At last the clock had travelled up to eight, and the children being engaged in a wordy warfare over the possession of a certain stray dog that had come to Misrule in the afternoon, she slipped out of the room unobserved.  No one was in the hall, and she picked up the becoming, fleecy cloud she had hidden there, twisted it round her head, and crept out of the side door and along the first path.

Down in the garden the ground was white with fallen rose leaves, and the air full of their dying breath; a clump of pampas grass stood tall and soft against the sky; some native trees, left growing among the cultivated shrubs, stretched silver-white arms up to the moon and gave the little hurrying figure a ghostly kind of feeling.  Out of the gate and into the first paddock, where the rose scent did not come at all, and only a pungent smell of wattle was in the thin, hushed air.  More gum trees, and more white, ghostly arms; then a sharp movement near the fence, a thick, sepulchral whisper, and a stifled scream from Meg.

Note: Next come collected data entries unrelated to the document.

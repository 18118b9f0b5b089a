use crate::error::Result;
use ddsfile::{AlphaMode, D3D10ResourceDimension, Dds, DxgiFormat, NewDxgiParams};
use half::f16;
use std::fs::File;
use std::io::{BufWriter, Write};
use std::path::Path;

/// Write a square single-mip texture with 32-bit float channels.
pub fn write_f32_texture(
    path: &Path,
    size: usize,
    data: &[f32],
    format: DxgiFormat,
) -> Result<()> {
    let mut bytes = Vec::with_capacity(data.len() * 4);
    for &float_val in data {
        bytes.extend_from_slice(&float_val.to_le_bytes());
    }
    write_texture(path, size, bytes, format)
}

/// Write a square RGBA16F texture, converting each channel to half precision.
pub fn write_f16_texture(path: &Path, size: usize, data: &[f32]) -> Result<()> {
    let mut bytes = Vec::with_capacity(data.len() * 2);
    for &float_val in data {
        let bits = f16::from_f32(float_val).to_bits();
        bytes.extend_from_slice(&bits.to_le_bytes());
    }
    write_texture(path, size, bytes, DxgiFormat::R16G16B16A16_Float)
}

fn write_texture(path: &Path, size: usize, bytes: Vec<u8>, format: DxgiFormat) -> Result<()> {
    let params = NewDxgiParams {
        height: size as u32,
        width: size as u32,
        depth: None,
        format,
        mipmap_levels: Some(1),
        array_layers: Some(1),
        caps2: None,
        is_cubemap: false,
        resource_dimension: D3D10ResourceDimension::Texture2D,
        alpha_mode: AlphaMode::Unknown,
    };

    let mut dds = Dds::new_dxgi(params)?;
    dds.data = bytes;
    let mut writer = BufWriter::new(File::create(path)?);
    dds.write(&mut writer)?;
    writer.flush()?;
    Ok(())
}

“Here’s the c—­c—­c—­catapult, M—­Meg; t—–­take it,” Bunty said, his face white and miserable.

“You little stupid!  What do you mean coming creeping here like this?” Meg said, angry as soon as her heart began to beat again.

“I only w—­wanted to p—­p—­please you, M—­M-Meggie,” the little boy said, with a bitter sob in his voice.

He had put both his arms round her waist, and was burying his nose in her white muslin dress.  She shook him off hastily.

“All right; there—­thanks,” she said.  “Now go home, Bunty; I want to have a quiet walk in the moonlight by myself.”

He screwed his knuckles as far into his eyes as they would go, his mouth opened, and his lower lip dropped down, down.

“I t—­t—­told y—­y—­you a b—­b—­big st—­st—­story;” he wept, rocking to and fro where he stood.

“Did you?  Oh, all right!  Now go home,” she said impatiently.  “You always are telling stories, Bunty, you know, so I’m not surprised.  There-go along.”

“But—­but I’m—­must tell you all ab—­ab—­about it,” he said, still engaged in driving his eyes into his head.

“No, you needn’t; I’ll forgive you this time,” she said magnanimously, “only don’t do it again.  Now run away at once, or you won’t have your map done, and miss Marsh will punish you.”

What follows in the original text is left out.